Sample Lessons to view: Each sample lesson includes a section on Analyzing Student Work, showing different ways to learn from what the children write or draw. The student samples from Monitoring, Schema, and Asking Questions are from sticky notes.

 

 

8. How long should I keep my anchor charts up in the classroom?

Charts that help children understand the meaning of a strategy and how to use it are helpful as long as students need assistance in applying the strategy. Charts about turning and talking and sharing protocols are also good to keep up as reminders, and to add to as the students learn new ways to communicate with each other. Some anchor charts related to a specific topic or unit of study might stay up through that unit.

Sample Lessons to view: Anchor charts are used in every Sample Lesson.

 

 

9. How can I incorporate technology into these lessons?

Technology offers many opportunities to enhance students’ participation and learning in comprehension lessons. With Edmodo, Kidblog, Padlet, or other platforms, children can share their thinking and get feedback, with and from their classmates, and with people around the world. They can enter their thinking on iPads or other devices, and project it simultaneously for discussion by the whole class. Technology offers multiple options for children to express their thinking: digital art kits, voice to print programs, and multimedia presentation modes. These promote participation by children at all stages of learning to read and write, as well as offering variety and exploring digital literacy. And kid-safe search engines and internet sites open up worlds of interactive learning to young students.

We keep in mind that the purpose of using technology is to support student learning, by providing additional options for children to explore and share their thinking and expand their knowledge. This doesn’t mean replacing books, turn and talk, sticky notes, and anchor charts, but using alternatives as well. Excellent ideas about incorporating technology in meaningful ways into comprehension lessons are found in Connecting Comprehension & Technology by Stephanie Harvey, Anne Goudvis, Katie Muhtaris and Kristin Ziemke (Firsthand Heinemann, 2013). Many examples from Kristin Ziemke’s first grade classroom are featured in this resource. Also see Katie and Kristin’s blog https://innovateigniteinspire.wordpress.com.

 

 

10. Do comprehension lessons help children develop beginning reading and writing skills?

Yes. Comprehension lessons do not replace guided reading groups for beginning readers. However, they do provide authentic purposes for children to use their budding literacy skills. Strong comprehension strategy instruction, especially when children use their strategies throughout the day, often helps to accelerate growth through reading levels.

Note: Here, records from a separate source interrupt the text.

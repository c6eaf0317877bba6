//! Errors in the library.
use thiserror::Error;

/// Errors raised while evaluating a task on a simulation state.
#[derive(Error, Debug, Clone, PartialEq)]
pub enum TaskError {
    /// The state has no entry for the agent.
    #[error("Unknown agent: {0}")]
    UnknownAgent(String),

    /// A rank-discounted reward was requested but the agent state carries no rank.
    #[error("Rank is missing in the state of agent {0}")]
    MissingRank(String),

    /// Rank must be a positive integer.
    #[error("Invalid rank {rank} for agent {agent_id}, rank must be >= 1")]
    InvalidRank {
        /// Agent id.
        agent_id: String,

        /// The rank found in the state.
        rank: u32,
    },
}

/// Result type of task evaluations.
pub type Result<T> = std::result::Result<T, TaskError>;
impl Orchestrator {
    /// Bundle the service clients a command may need.
    #[must_use]
    pub fn new(
        graph: Arc<dyn HolderGraph>,
        market: Arc<dyn MarketData>,
        analyst: Arc<dyn Analyst>,
        renderer: Arc<dyn Renderer>,
    ) -> Self {
        Self {
            graph,
            market,
            analyst,
            renderer,
        }
    }

    /// Availability gate: a `KO` status or `availability: false` aborts
    /// the chain with the service's own explanation.
    async fn require_available(&self, chain: &str, token: &str) -> Result<(), ServiceError> {
        let avail = self.graph.availability(chain, token).await?;
        if avail.status != "OK" || !avail.availability.unwrap_or(false) {
            let mut reason = "Map not available for this token.".to_string();
            if let Some(message) = avail.message {
                reason.push(' ');
                reason.push_str(&message);
            }
            return Err(ServiceError::Unavailable(reason));
        }
        Ok(())
    }

    /// The data endpoint reports its own failures in-band via `message`.
    async fn fetch_map(&self, chain: &str, token: &str) -> Result<MapData, ServiceError> {
        let map = self.graph.map_data(chain, token).await?;
        if let Some(message) = &map.message {
            return Err(ServiceError::Unavailable(message.clone()));
        }
        Ok(map)
    }

    async fn fetch_metadata(&self, chain: &str, token: &str) -> Result<MapMetadata, ServiceError> {
        let metadata = self.graph.metadata(chain, token).await?;
        if metadata.status != "OK" {
            return Err(ServiceError::Unavailable(
                metadata
                    .message
                    .unwrap_or_else(|| "Failed to fetch metadata".to_string()),
            ));
        }
        Ok(metadata)
    }

    /// `/token`: availability, then the holder graph.
    pub async fn token_detail(&self, chain: &str, token: &str) -> Outcome<TokenDetail> {
        self.token_detail_inner(chain, token)
            .await
            .unwrap_or_else(Outcome::Failed)
    }

    async fn token_detail_inner(
        &self,
        chain: &str,
        token: &str,
    ) -> Result<Outcome<TokenDetail>, ServiceError> {
        self.require_available(chain, token).await?;
        let map = self.fetch_map(chain, token).await?;
        Ok(Outcome::Success(TokenDetail {
            chain: chain.to_string(),
            token: token.to_string(),
            map,
            map_url: map_url(chain, token),
        }))
    }

    /// `/map`: availability, holder graph, metadata; then analysis and
    /// screenshot concurrently. The screenshot is optional.
    pub async fn analytics(&self, chain: &str, token: &str) -> Outcome<AnalyticsReport> {
        self.analytics_inner(chain, token)
            .await
            .unwrap_or_else(Outcome::Failed)
    }

    async fn analytics_inner(
        &self,
        chain: &str,
        token: &str,
    ) -> Result<Outcome<AnalyticsReport>, ServiceError> {
        self.require_available(chain, token).await?;
        let map = self.fetch_map(chain, token).await?;
        let metadata = self.fetch_metadata(chain, token).await?;

        let top = &map.nodes[..map.nodes.len().min(TOP_HOLDERS_FOR_ANALYSIS)];
        let (analysis, screenshot) = tokio::join!(
            self.analyst.analyze_holders(token, top),
            self.renderer.map_screenshot(chain, token)
        );

        let report = |screenshot| AnalyticsReport {
            chain: chain.to_string(),
            token: token.to_string(),
            map,
            metadata,
            analysis,
            screenshot,
            map_url: map_url(chain, token),
        };

        Ok(match screenshot {
            Ok(png) => Outcome::Success(report(Some(png))),
            Err(e) => Outcome::Degraded {
                payload: report(None),
                reason: format!("bubble map render unavailable: {e}"),
            },
        })
    }

    /// `/score`: metadata first (it carries its own availability
    /// signal), then the holder graph for the name and symbol.
    pub async fn score(&self, chain: &str, token: &str) -> Outcome<ScoreReport> {
        self.score_inner(chain, token)
            .await
            .unwrap_or_else(Outcome::Failed)
    }

    async fn score_inner(
        &self,
        chain: &str,
        token: &str,
    ) -> Result<Outcome<ScoreReport>, ServiceError> {
        let metadata = self.fetch_metadata(chain, token).await?;
        let map = self.fetch_map(chain, token).await?;
        Ok(Outcome::Success(ScoreReport {
            chain: chain.to_string(),
            token: token.to_string(),
            map,
            metadata,
        }))
    }

    /// `/holders`: availability, then the holder graph.
    pub async fn holders(&self, chain: &str, token: &str) -> Outcome<HoldersReport> {
        self.holders_inner(chain, token)
            .await
            .unwrap_or_else(Outcome::Failed)
    }

    async fn holders_inner(
        &self,
        chain: &str,
        token: &str,
    ) -> Result<Outcome<HoldersReport>, ServiceError> {
        self.require_available(chain, token).await?;
        let map = self.fetch_map(chain, token).await?;
        Ok(Outcome::Success(HoldersReport { map }))
    }

    /// `/screenshot`: availability, render (required here), then graph
    /// and metadata together for the caption.
    pub async fn screenshot(&self, chain: &str, token: &str) -> Outcome<ScreenshotReport> {
        self.screenshot_inner(chain, token)
            .await
            .unwrap_or_else(Outcome::Failed)
    }

    async fn screenshot_inner(
        &self,
        chain: &str,
        token: &str,
    ) -> Result<Outcome<ScreenshotReport>, ServiceError> {
        self.require_available(chain, token).await?;
        let png = self.renderer.map_screenshot(chain, token).await?;
        let (map, metadata) = tokio::join!(
            self.fetch_map(chain, token),
            self.fetch_metadata(chain, token)
        );
        Ok(Outcome::Success(ScreenshotReport {
            chain: chain.to_string(),
            token: token.to_string(),
            png,
            map: map?,
            metadata: metadata?,
        }))
    }

    /// `/chart`: price history, then trend analysis and line chart
    /// concurrently. The chart is optional.
    pub async fn price_chart(&self, token: &str) -> Outcome<ChartReport> {
        self.price_chart_inner(token)
            .await
            .unwrap_or_else(Outcome::Failed)
    }

    async fn price_chart_inner(
        &self,
        token: &str,
    ) -> Result<Outcome<ChartReport>, ServiceError> {
        let candles = self.market.price_history(token).await?;
        if candles.is_empty() {
            return Err(ServiceError::Unavailable(
                "No price history available for this token.".to_string(),
            ));
        }

        let title = format!("Price & Volume - {token}");
        let (analysis, chart) = tokio::join!(
            self.analyst.analyze_price_volume(token, &candles),
            self.renderer.line_chart(&title, &candles)
        );

        let report = |chart| ChartReport {
            token: token.to_string(),
            candles,
            analysis,
            chart,
        };

        Ok(match chart {
            Ok(png) => Outcome::Success(report(Some(png))),
            Err(e) => Outcome::Degraded {
                payload: report(None),
                reason: format!("line chart render unavailable: {e}"),
            },
        })
    }

    /// `/balances`: balances, then the pie chart (optional).
    pub async fn wallet_balances(&self, wallet: &str) -> Outcome<BalancesReport> {
        self.wallet_balances_inner(wallet)
            .await
            .unwrap_or_else(Outcome::Failed)
    }

    async fn wallet_balances_inner(
        &self,
        wallet: &str,
    ) -> Result<Outcome<BalancesReport>, ServiceError> {
        let balances = self.market.wallet_balances(wallet).await?;
        if balances.is_empty() {
            return Err(ServiceError::Unavailable(
                "No token balances found for this wallet.".to_string(),
            ));
        }

        let chart = self.renderer.pie_chart(&balances).await;
        let report = |chart| BalancesReport {
            wallet: wallet.to_string(),
            balances,
            chart,
        };

        Ok(match chart {
            Ok(png) => Outcome::Success(report(Some(png))),
            Err(e) => Outcome::Degraded {
                payload: report(None),
                reason: format!("pie chart render unavailable: {e}"),
            },
        })
    }

    /// `/pnl`: a single required call.
    pub async fn wallet_pnl(&self, wallet: &str) -> Outcome<PnlReport> {
        match self.market.wallet_pnl(wallet).await {
            Ok(pnl) => {
                info!("PnL gathered for wallet {wallet}");
                Outcome::Success(PnlReport {
                    wallet: wallet.to_string(),
                    pnl,
                })
            }
            Err(e) => Outcome::Failed(e),
        }
    }
}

  • Children build confidence in their literacy skills because their thinking is honored and respected, regardless of their current reading level. Over and over we see children who struggle with learning to decode but are excellent thinkers. Recognizing their strengths encourages them to see themselves as readers, and therefore to embrace reading and read more.
  • Children often have support from peers in reading more difficult text. This gives them exposure to the vocabulary and concepts in these texts, and to interacting with harder words.
  • Children make attempts to read and write words because they want to use them to express their thinking. They return to the text to copy words; they look at the anchor charts and other charts around the room; they use the strategies they have learned in guided reading to stretch sounds, use analogies, etc. These experiences give them practice looking closely at words, thinking about how they work, and writing.

Sample Lessons to view: Monitoring – Student Work Samples and Analysis of Student Work in Facilitator Notes.